Instructions for the task.
From the line with "use crate::builder::BuilderInvalidReason;" through the line with "to search over.", inclusive, return each line of the data below exactly and leave the rest out.

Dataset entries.
▽

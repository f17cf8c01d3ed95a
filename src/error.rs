//! Errors for loading, configuring and starting a solve.

use thiserror::Error;

use crate::builder::BuilderInvalidReason;

/// Reasons a board is refused before any search starts.
#[derive(Clone, Copy, Debug, Error, Eq, PartialEq)]
pub enum SolverFailure {
    /// No movable blocks of any kind, so there is nothing to search over.
    #[error("the puzzle has no movable blocks to place")]
    InvalidBlockCounts,
    /// Nothing emits light.
    #[error("the puzzle has no lazors")]
    NoLazors,
    /// No cell accepts a movable block.
    #[error("the puzzle has no open cells")]
    NoOpenCells,
}

/// Reasons a `.bff` puzzle could not be loaded.
#[derive(Debug, Error)]
pub enum LoadError {
    /// The file could not be read.
    #[error("I/O error: {0}")]
    Io(#[from] std::io::Error),

    /// A line that does not parse; `line` counts from 1.
    #[error("line {line}: {message}")]
    Syntax {
        /// Line number.
        line: usize,
        /// What was wrong with it.
        message: String,
    },

    /// No grid, or an empty one.
    #[error("no GRID START section")]
    MissingGrid,

    /// The grid opened on `line` runs to the end of the file.
    #[error("GRID START on line {line} is never closed by GRID STOP")]
    UnterminatedGrid {
        /// Line of the `GRID START`.
        line: usize,
    },

    /// The file parsed, but describes an impossible board.
    #[error("invalid puzzle: {0:?}")]
    Invalid(Vec<BuilderInvalidReason>),
}

impl LoadError {
    pub(crate) fn syntax(line: usize, message: impl Into<String>) -> Self {
        LoadError::Syntax { line, message: message.into() }
    }
}

/// Reasons a [`SearchConfig`](crate::config::SearchConfig) could not be read.
#[derive(Debug, Error, Eq, PartialEq)]
pub enum ConfigError {
    /// A worker count that is neither a number nor `auto`.
    #[error("invalid worker count {0:?}: expected a number or \"auto\"")]
    InvalidWorkers(String),
}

△

Solution to the problem.
use crate::builder::BuilderInvalidReason;

/// Reasons a board is refused before any search starts.
#[derive(Clone, Copy, Debug, Error, Eq, PartialEq)]
pub enum SolverFailure {
    /// No movable blocks of any kind, so there is nothing to search over.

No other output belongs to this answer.